My pre-Sundance profile of the doc may be found here.
Filed under Documentary, Film, Film Festivals, Recommendations, Releases, Sundance
Coming to theatres today, Friday, November 7: VIRUNGA
Orlando von Einsiedel’s chronicle of Congo’s imperiled national park bowed at Tribeca. Its extensive fest circuit has included Hot Docs, DOXA, Mountainfilm at Telluride, AFI Docs, Edinburgh, Traverse City, Melbourne, Camden, Reykjavik, Antenna, and Abu Dhabi.

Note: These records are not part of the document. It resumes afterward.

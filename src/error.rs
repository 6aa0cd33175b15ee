use std::io;
use std::path::PathBuf;
use std::sync::Arc;

use thiserror::Error;

/// Error produced by rule parsing, compilation, and provider operations.
///
/// The enum is `Clone` so a provider can cache a per-directory load failure
/// and return the identical error on every subsequent call for that
/// directory; I/O causes are kept behind [`Arc`] for that reason and remain
/// reachable through [`std::error::Error::source`], with
/// [`RuleError::io_cause`] as a typed shortcut.
#[derive(Clone, Debug, Error)]
pub enum RuleError {
    /// Pattern is empty after normalization or its regex body was rejected.
    #[error("invalid pattern {pattern:?}: {reason}")]
    InvalidPattern {
        /// Original pattern text of the offending rule.
        pattern: String,
        /// Why the pattern was rejected.
        reason: String,
    },

    /// Provider rules file name is absolute, separator-bearing, `.` or `..`.
    #[error("invalid rules file name {name:?}")]
    InvalidRulesFileName {
        /// The rejected file name.
        name: String,
    },

    /// Batch directory entry name is not a single clean path component.
    #[error("invalid directory entry name {name:?}")]
    InvalidEntryName {
        /// The rejected entry name.
        name: String,
    },

    /// Provider-relative path is empty, absolute, or traverses with `..`.
    #[error("path {path:?} is outside the provider root")]
    PathOutsideRoot {
        /// The rejected input path.
        path: String,
    },

    /// Symlink-resolved rules file escapes the resolved provider root.
    #[error("rules file {} resolves outside the provider root", .path.display())]
    RulesPathOutsideRoot {
        /// Location of the offending rules file inside the root.
        path: PathBuf,
    },

    /// Filesystem operation failed for the given path.
    #[error("failed to read {}: {error}", .path.display())]
    Io {
        /// Path the operation was performed on.
        path: PathBuf,
        /// Underlying I/O failure.
        #[source]
        error: Arc<io::Error>,
    },

    /// Reading from a rules byte stream failed.
    #[error("failed to read rules stream: {error}")]
    Parse {
        /// Underlying I/O failure.
        #[source]
        error: Arc<io::Error>,
    },
}

impl RuleError {
    /// Returns the underlying I/O failure when the error wraps one.
    #[must_use]
    pub fn io_cause(&self) -> Option<&io::Error> {
        match self {
            Self::Io { error, .. } | Self::Parse { error } => Some(error),
            _ => None,
        }
    }
}

#[cfg(test)]
mod tests {
    use super::*;
    use std::error::Error as _;

    #[test]
    fn invalid_pattern_mentions_pattern_and_reason() {
        let error = RuleError::InvalidPattern {
            pattern: "///".into(),
            reason: "empty after normalization".into(),
        };
        let rendered = error.to_string();
        assert!(rendered.contains("///"));
        assert!(rendered.contains("empty after normalization"));
    }

    #[test]
    fn io_error_preserves_cause() {
        let error = RuleError::Io {
            path: PathBuf::from("/tmp/.rules"),
            error: Arc::new(io::Error::new(io::ErrorKind::PermissionDenied, "denied")),
        };
        assert_eq!(
            error.io_cause().map(io::Error::kind),
            Some(io::ErrorKind::PermissionDenied)
        );
        assert!(error.to_string().contains("/tmp/.rules"));
        assert_eq!(
            error.source().map(|source| source.to_string()),
            Some("denied".to_string())
        );
    }

    #[test]
    fn parse_error_exposes_source_chain() {
        let error = RuleError::Parse {
            error: Arc::new(io::Error::new(io::ErrorKind::BrokenPipe, "stream torn down")),
        };
        assert!(error.source().is_some());
    }

    #[test]
    fn cached_errors_clone_equivalently() {
        let error = RuleError::PathOutsideRoot {
            path: "../escape".into(),
        };
        assert_eq!(error.clone().to_string(), error.to_string());
    }
}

Congo’s Virunga National Park is a breathtakingly beautiful UNESCO World Heritage site that serves as a sanctuary for the world’s dwindling population of mountain gorillas, not to mention a rich diversity of other fauna and flora. Charged with overseeing this national treasure are Belgian park warden Emmanuel de Merode and his deputy, Rodrigue Mugaruka Katembo, dedicated to protecting the wildlife from poachers, and increasingly concerned by the presence of armed guerrilla fighters M23, who threaten to reignite civil war. Joining them at the center of von Einsiedel’s film are Andre Bauma, a caretaker of the park’s endangered gorillas, and Melanie Gouby, an intrepid French journalist whose undercover work here lends the doc some of its most enraging moments. As is soon revealed, the park, and this quartet, are threatened by a far more dangerous foe – the oil industry. British company SOCO International is deadset on exploiting Virunga for its oil deposits, and is willing to partner with M23 to clear out the park of anyone that stands in their way. Expertly melding elements of social issue doc, investigative journalism, and thriller, von Einsiedel crafts a compelling, vital exposé of corporate greed and environmental disregard.